Daniel Barenboim con la WED. Foto: Luis Castilla.
Sevilla y Cádiz contemplarán, a partir del domingo, los dos conciertos en los que el triunfador del Concierto de Año Nuevo de Viena y director de la Ópera de Berlín celebrará los diez años de existencia de la Fundación Barenboim-Said.
Para conmemorar ese décimo aniversario, se han organizado dos conciertos bien distintos, uno en el Teatro de la Maestranza de Sevilla, el próximo domingo día 19, y otro en el Gran Teatro Falla de Cádiz, el 21. En el primero se va a interpretar el acto segundo de Tristán e Isolda de Wagner. Se cuenta con un reparto que no es cualquier cosa, compuesto de artistas de indudable rango. Isolda será la sueca Irene Theorin, que continúa, con menos medios sin duda, la tradición de sopranos dramáticas nórdicas. Tristán estará servido por el alemán Peter Seiffert, cantante ducho en un menester que a veces le sobrepasa, pero que defiende con dignidad. Ninguno de los dos es ya joven. A su lado figuran también Lioba Braun y Falk Struckmann.
En Cádiz el programa es muy distinto. Se interpretarán la Sinfonía Concertante para violín, viola y orquesta de Mozart y la Sinfonía n° 7 de Beethoven. La expectación ante ambos acontecimientos es tal que hace días que se han agotado las localidades. No en vano el público quiere escuchar a este conjunto orquestal, tan entusiasta y bien engrasado, que, bajo la férula del director argentino-israelí, ha alcanzado un alto nivel de conjunción y calidad en estos pocos años. Es sabido, por otro lado, el gancho de este músico polifacético, que sin duda tiene muy ahormadas composiciones de repertorio como las programadas en ambos teatros.
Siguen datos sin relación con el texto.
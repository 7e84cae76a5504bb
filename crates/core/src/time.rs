//! Simulation time: fixed ticks and the monotonic timestamps derived from them.

use serde::{Deserialize, Serialize};
use std::ops::Add;
use std::time::Duration;

/// Default simulation rate (20 TPS => 50 ms per tick).
pub const DEFAULT_TICK_RATE: u32 = 20;

/// Fixed tick counter.
#[derive(Debug, Clone, Copy, PartialEq, Eq, PartialOrd, Ord, Hash, Serialize, Deserialize)]
pub struct SimTick(pub u64);

impl SimTick {
    /// First tick in any deterministic timeline.
    pub const ZERO: Self = Self(0);

    /// Advance by `delta` ticks.
    pub fn advance(self, delta: u64) -> Self {
        Self(self.0 + delta)
    }
}

/// Monotonic timestamp measured from the start of the simulation.
#[derive(
    Debug, Clone, Copy, Default, PartialEq, Eq, PartialOrd, Ord, Hash, Serialize, Deserialize,
)]
pub struct SimTime(Duration);

impl SimTime {
    /// Simulation start.
    pub const ZERO: Self = Self(Duration::ZERO);

    /// Timestamp at `elapsed` after simulation start.
    pub const fn from_duration(elapsed: Duration) -> Self {
        Self(elapsed)
    }

    /// Timestamp at `secs` seconds after simulation start.
    ///
    /// Negative or non-finite inputs clamp to [`SimTime::ZERO`].
    pub fn from_secs_f64(secs: f64) -> Self {
        if secs.is_finite() && secs > 0.0 {
            Self(Duration::from_secs_f64(secs))
        } else {
            Self::ZERO
        }
    }

    /// Time since simulation start.
    pub fn elapsed(self) -> Duration {
        self.0
    }

    /// Seconds since simulation start.
    pub fn as_secs_f64(self) -> f64 {
        self.0.as_secs_f64()
    }

    /// Duration from `earlier` to `self`, zero if `earlier` is later.
    pub fn saturating_since(self, earlier: SimTime) -> Duration {
        self.0.saturating_sub(earlier.0)
    }
}

impl Add<Duration> for SimTime {
    type Output = SimTime;

    fn add(self, rhs: Duration) -> Self::Output {
        SimTime(self.0.saturating_add(rhs))
    }
}

const NANOS_PER_SEC: u128 = 1_000_000_000;

/// Maps fixed ticks onto [`SimTime`].
#[derive(Debug, Clone, Copy, PartialEq, Eq)]
pub struct SimClock {
    tick: SimTick,
    tick_duration: Duration,
}

impl Default for SimClock {
    fn default() -> Self {
        Self::with_rate(DEFAULT_TICK_RATE)
    }
}

impl SimClock {
    /// Clock with an explicit tick duration.
    pub fn new(tick_duration: Duration) -> Self {
        Self {
            tick: SimTick::ZERO,
            tick_duration,
        }
    }

    /// Clock running at `ticks_per_second` (a rate of zero is treated as one).
    pub fn with_rate(ticks_per_second: u32) -> Self {
        Self::new(Duration::from_secs(1) / ticks_per_second.max(1))
    }

    /// Current tick.
    pub fn tick(&self) -> SimTick {
        self.tick
    }

    /// Duration of a single tick.
    pub fn tick_duration(&self) -> Duration {
        self.tick_duration
    }

    /// Timestamp of the current tick.
    pub fn now(&self) -> SimTime {
        self.time_at(self.tick)
    }

    /// Timestamp of an arbitrary tick on this clock.
    ///
    /// Saturates at `Duration::MAX` instead of wrapping.
    pub fn time_at(&self, tick: SimTick) -> SimTime {
        let nanos = self
            .tick_duration
            .as_nanos()
            .saturating_mul(u128::from(tick.0));
        let secs = u64::try_from(nanos / NANOS_PER_SEC).unwrap_or(u64::MAX);
        let subsec = u32::try_from(nanos % NANOS_PER_SEC).unwrap_or(0);
        SimTime(Duration::new(secs, subsec))
    }

    /// Advance one tick and return the new timestamp.
    pub fn step(&mut self) -> SimTime {
        self.tick = self.tick.advance(1);
        self.now()
    }
}
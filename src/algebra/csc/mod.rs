#![allow(non_snake_case)]

mod core;
pub use self::core::*;
mod matrix_math;
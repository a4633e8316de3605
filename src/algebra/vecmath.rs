use super::{FloatT, VectorMath};
use std::iter::zip;

impl<T: FloatT> VectorMath for [T] {
    type T = T;

    fn norm_inf(&self) -> T {
        let mut out = T::zero();
        for v in self.iter().map(|v| v.abs()) {
            if v.is_nan() {
                return T::nan();
            }
            out = if v > out { v } else { out };
        }
        out
    }

    fn norm_inf_diff(&self, b: &[T]) -> T {
        assert_eq!(self.len(), b.len());
        let mut out = T::zero();
        for v in zip(self, b).map(|(a, b)| (*a - *b).abs()) {
            if v.is_nan() {
                return T::nan();
            }
            out = if v > out { v } else { out };
        }
        out
    }
}
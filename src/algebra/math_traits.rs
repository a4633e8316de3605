use super::FloatT;

/// Vector operations on slices of [`FloatT`](crate::algebra::FloatT)

pub trait VectorMath {
    type T;

    /// Infinity norm
    fn norm_inf(&self) -> Self::T;

    /// Infinity norm of the elementwise difference `self - b`
    fn norm_inf_diff(&self, b: &Self) -> Self::T;
}

/// Matrix-vector products for matrices of [`FloatT`](crate::algebra::FloatT)

pub trait MatrixVectorMultiply {
    type T: FloatT;

    /// BLAS-like general matrix-vector multiply.  Produces `y = a*self*x + b*y`
    fn gemv(&self, y: &mut [Self::T], x: &[Self::T], a: Self::T, b: Self::T);
}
Nadie discute hoy, por ejemplo, el conocimiento de este artista de una literatura como la wagneriana. En especial, de esta obra maestra que es Tristán e Isolda, que ha dirigido en multitud de ocasiones, varias de ellas en el templo de Bayreuth. Y, hablando de Andalucía, hemos de recordar que ese mismo segundo acto de la ópera lo dirigió hace unos años en el Festival de Granada. Está claro que a Barenboim, por espíritu y querencia, se le puede considerar inmerso en la acrisolada tradición germana y que sirve, por su cultura y manera de ver la música, una forma de hacer heredada de las antiguas y en algún caso pioneras batutas wagnerianas, a las que respeta y sigue desde sus propios presupuestos analíticos e interpretativos. Ligado a la filosofía furtwangleriana, el director circula por caminos de honda penetración, sondeando precipicios y ascendiendo a cumbres arriscadas, imbuido ya de un lenguaje y un modo de proceder respecto a los diversos parámetros que configuran las óperas del compositor teutón.
La base sonora quedará de seguro bien expuesta. El pulso del músico judío-argentino no suele vacilar, aunque en ocasiones no termine de equilibrar con total claridad los distintos planos y de encajar voces y orquesta. Pero, lo hemos podido comprobar en otras oportunidades, conserva esa ardiente palpitación que define a la obra de principio a fin y que marca el devenir del canto amoroso, revestido, gracias al cromatismo de la armonía y a la configuración de la llamada melodía infinita, de una envolvente pátina erótica.